WHAT IS REQUIRED >>
From the data below, copy out every line in which the word "counts" occurs.
++++ GIVEN DATA
//! Caller-supplied collaborator traits.
//!
//! The engine never implements business policy itself: processing, retry
//! classification, and throttling are pure interfaces injected at
//! construction and owned by the engine instance. This keeps attempt
//! exhaustion and failure taxonomy a business-logic concern, and makes the
//! engine deterministic to test with substitutable fakes.

use crate::dispatch::{DispatchContext, RateLimitVerdict, RetryDecision};
use async_trait::async_trait;

/// Performs the business processing of one message
///
/// Returning an error signals failure; the engine routes every failure
/// through the [`ErrorClassifier`].
#[async_trait]
pub trait RequestHandler<T>: Send + Sync {
    async fn handle(&self, ctx: &DispatchContext<T>) -> Result<(), anyhow::Error>;
}

/// Maps a processing failure to a retry decision
///
/// The classifier alone decides when retrying halts; the engine only
/// supplies accurate receive-count and last-attempt signals in the context.
/// A classifier error is fatal to the cycle: the message is left undeleted
/// for natural redelivery.
pub trait ErrorClassifier<T>: Send + Sync {
    fn classify(
        &self,
        error: &anyhow::Error,
        ctx: &DispatchContext<T>,
    ) -> Result<RetryDecision, anyhow::Error>;
}

/// Reports whether a tenant currently exceeds its allowed throughput
///
/// Consulted before every handler invocation. A checker error is fatal to
/// the cycle: the message is left undeleted for natural redelivery.
#[async_trait]
pub trait RateLimitChecker<T>: Send + Sync {
    async fn check(
        &self,
        tenant_key: &str,
        payload: &T,
    ) -> Result<RateLimitVerdict, anyhow::Error>;
}

/// Counter metrics sink, tagged by tenant
///
/// Implementations must be best-effort: recording failures are never allowed
/// to block or fail message processing.
pub trait MetricsSink: Send + Sync {
    fn increment(&self, name: &str, tags: &[(&str, &str)]);
}

/// No-op metrics sink for tests and metric-less deployments
#[derive(Debug, Clone, Copy, Default)]
pub struct NoOpMetricsSink;

impl MetricsSink for NoOpMetricsSink {
    fn increment(&self, _name: &str, _tags: &[(&str, &str)]) {
        // No-op
    }
}
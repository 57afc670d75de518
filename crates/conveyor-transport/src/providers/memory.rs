//! In-memory transport implementation for testing and development.
//!
//! This module provides a fully functional single-queue implementation that:
//! - Supports enqueue delays and visibility timeouts
//! - Tracks per-message delivery counts across redeliveries
//! - Returns lock-expired in-flight messages to the visible queue
//! - Provides thread-safe concurrent access
//!
//! This provider is intended for:
//! - Unit testing of transport consumers
//! - Development and prototyping
//! - Reference implementation for the SQS provider semantics

use crate::client::QueueTransport;
use crate::config::QueueConfig;
use crate::error::TransportError;
use crate::message::{DeliveredMessage, DeliveryToken, MessageId};
use async_trait::async_trait;
use bytes::Bytes;
use chrono::{DateTime, Duration, Utc};
use std::collections::HashMap;
use std::sync::{Arc, Mutex};

#[cfg(test)]
#[path = "memory_tests.rs"]
mod tests;

/// Granularity of the emulated long-poll re-check loop
const POLL_INTERVAL_MS: u64 = 25;

/// Maximum messages returned by a single receive call, matching SQS
const MAX_RECEIVE_BATCH: usize = 10;

// ============================================================================
// Internal Storage Structures
// ============================================================================

/// A message stored in the queue with delivery bookkeeping
#[derive(Clone)]
struct StoredMessage {
    message_id: MessageId,
    body: Bytes,
    /// Enqueue order, preserved across redeliveries
    sequence: u64,
    delivery_count: u32,
    available_at: DateTime<Utc>,
}

impl StoredMessage {
    fn is_available(&self, now: DateTime<Utc>) -> bool {
        now >= self.available_at
    }
}

/// A message currently delivered and invisible to other receives
struct InFlightMessage {
    message: StoredMessage,
    lock_expires_at: DateTime<Utc>,
}

/// Queue state behind the shared lock
struct QueueState {
    /// Messages awaiting delivery, in enqueue order (visible or delayed)
    pending: Vec<StoredMessage>,
    /// Delivered-but-unacknowledged messages keyed by delivery token
    in_flight: HashMap<String, InFlightMessage>,
    /// Monotonic enqueue sequence counter
    next_sequence: u64,
}

impl QueueState {
    fn new() -> Self {
        Self {
            pending: Vec::new(),
            in_flight: HashMap::new(),
            next_sequence: 0,
        }
    }

    /// Return lock-expired in-flight messages to the pending list
    ///
    /// Delivery counts are preserved, which is how receive-count bookkeeping
    /// stays accurate across redeliveries.
    fn release_expired(&mut self, now: DateTime<Utc>) {
        let expired: Vec<String> = self
            .in_flight
            .iter()
            .filter(|(_, in_flight)| now >= in_flight.lock_expires_at)
            .map(|(token, _)| token.clone())
            .collect();

        for token in expired {
            if let Some(in_flight) = self.in_flight.remove(&token) {
                let mut message = in_flight.message;
                message.available_at = now;
                self.pending.push(message);
            }
        }

        // Keep enqueue order stable after returns
        self.pending.sort_by_key(|m| m.sequence);
    }
}

// ============================================================================
// InMemoryTransport
// ============================================================================

/// In-memory queue transport bound to one logical queue
///
/// Cloning yields a handle to the same underlying queue, so producers and a
/// consumer loop can share one instance across tasks.
#[derive(Clone)]
pub struct InMemoryTransport {
    config: QueueConfig,
    state: Arc<Mutex<QueueState>>,
}

/// Point-in-time depths of the queue buckets, for test assertions
#[derive(Debug, Clone, Copy, PartialEq, Eq)]
pub struct TransportStats {
    /// Messages deliverable right now
    pub visible: usize,
    /// Messages whose enqueue delay has not yet elapsed
    pub delayed: usize,
    /// Delivered messages awaiting delete or redelivery
    pub in_flight: usize,
}

impl InMemoryTransport {
    /// Create a new empty queue with the given configuration
    pub fn new(config: QueueConfig) -> Result<Self, TransportError> {
        config.validate()?;

        Ok(Self {
            config,
            state: Arc::new(Mutex::new(QueueState::new())),
        })
    }

    /// Current depths of the visible, delayed, and in-flight buckets
    pub fn stats(&self) -> TransportStats {
        let now = Utc::now();
        let state = self.state.lock().expect("queue state lock poisoned");

        let visible = state.pending.iter().filter(|m| m.is_available(now)).count();

        TransportStats {
            visible,
            delayed: state.pending.len() - visible,
            in_flight: state.in_flight.len(),
        }
    }

    /// Take up to a batch of available messages, marking them in flight
    fn take_available(&self, now: DateTime<Utc>) -> Vec<DeliveredMessage> {
        let mut state = self.state.lock().expect("queue state lock poisoned");
        state.release_expired(now);

        let mut delivered = Vec::new();
        let mut index = 0;

        while index < state.pending.len() && delivered.len() < MAX_RECEIVE_BATCH {
            if state.pending[index].is_available(now) {
                let mut message = state.pending.remove(index);
                message.delivery_count += 1;

                let token = uuid::Uuid::new_v4().to_string();
                delivered.push(DeliveredMessage {
                    message_id: message.message_id.clone(),
                    body: message.body.clone(),
                    token: DeliveryToken::new(token.clone())
                        .expect("generated token is never empty"),
                    delivery_count: message.delivery_count,
                    delivered_at: now,
                });

                let lock_expires_at = now
                    + Duration::seconds(i64::from(self.config.visibility_timeout_seconds));
                state.in_flight.insert(
                    token,
                    InFlightMessage {
                        message,
                        lock_expires_at,
                    },
                );
            } else {
                index += 1;
            }
        }

        delivered
    }
}

#[async_trait]
impl QueueTransport for InMemoryTransport {
    async fn send(
        &self,
        body: Bytes,
        delay_seconds: Option<u32>,
    ) -> Result<MessageId, TransportError> {
        let message_id = MessageId::new();
        let now = Utc::now();
        let available_at = now + Duration::seconds(i64::from(delay_seconds.unwrap_or(0)));

        let mut state = self.state.lock().expect("queue state lock poisoned");
        let sequence = state.next_sequence;
        state.next_sequence += 1;

        state.pending.push(StoredMessage {
            message_id: message_id.clone(),
            body,
            sequence,
            delivery_count: 0,
            available_at,
        });

        Ok(message_id)
    }

    async fn receive(&self) -> Result<Vec<DeliveredMessage>, TransportError> {
        let deadline = Utc::now() + Duration::seconds(i64::from(self.config.wait_seconds));

        loop {
            let now = Utc::now();
            let delivered = self.take_available(now);

            if !delivered.is_empty() {
                return Ok(delivered);
            }

            if now >= deadline {
                return Ok(Vec::new());
            }

            tokio::time::sleep(std::time::Duration::from_millis(POLL_INTERVAL_MS)).await;
        }
    }

    async fn delete(&self, token: &DeliveryToken) -> Result<(), TransportError> {
        let mut state = self.state.lock().expect("queue state lock poisoned");

        state
            .in_flight
            .remove(token.as_str())
            .map(|_| ())
            .ok_or_else(|| TransportError::MessageNotFound {
                token: token.as_str().to_string(),
            })
    }

    async fn change_visibility(
        &self,
        token: &DeliveryToken,
        delay_seconds: u32,
    ) -> Result<(), TransportError> {
        let mut state = self.state.lock().expect("queue state lock poisoned");

        match state.in_flight.get_mut(token.as_str()) {
            Some(in_flight) => {
                in_flight.lock_expires_at =
                    Utc::now() + Duration::seconds(i64::from(delay_seconds));
                Ok(())
            }
            None => Err(TransportError::MessageNotFound {
                token: token.as_str().to_string(),
            }),
        }
    }

    async fn purge(&self) -> Result<(), TransportError> {
        let mut state = self.state.lock().expect("queue state lock poisoned");
        state.pending.clear();
        state.in_flight.clear();
        Ok(())
    }
}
++++++++
ANSWER AREA >>
//! - Tracks per-message delivery counts across redeliveries
    /// Delivery counts are preserved, which is how receive-count bookkeeping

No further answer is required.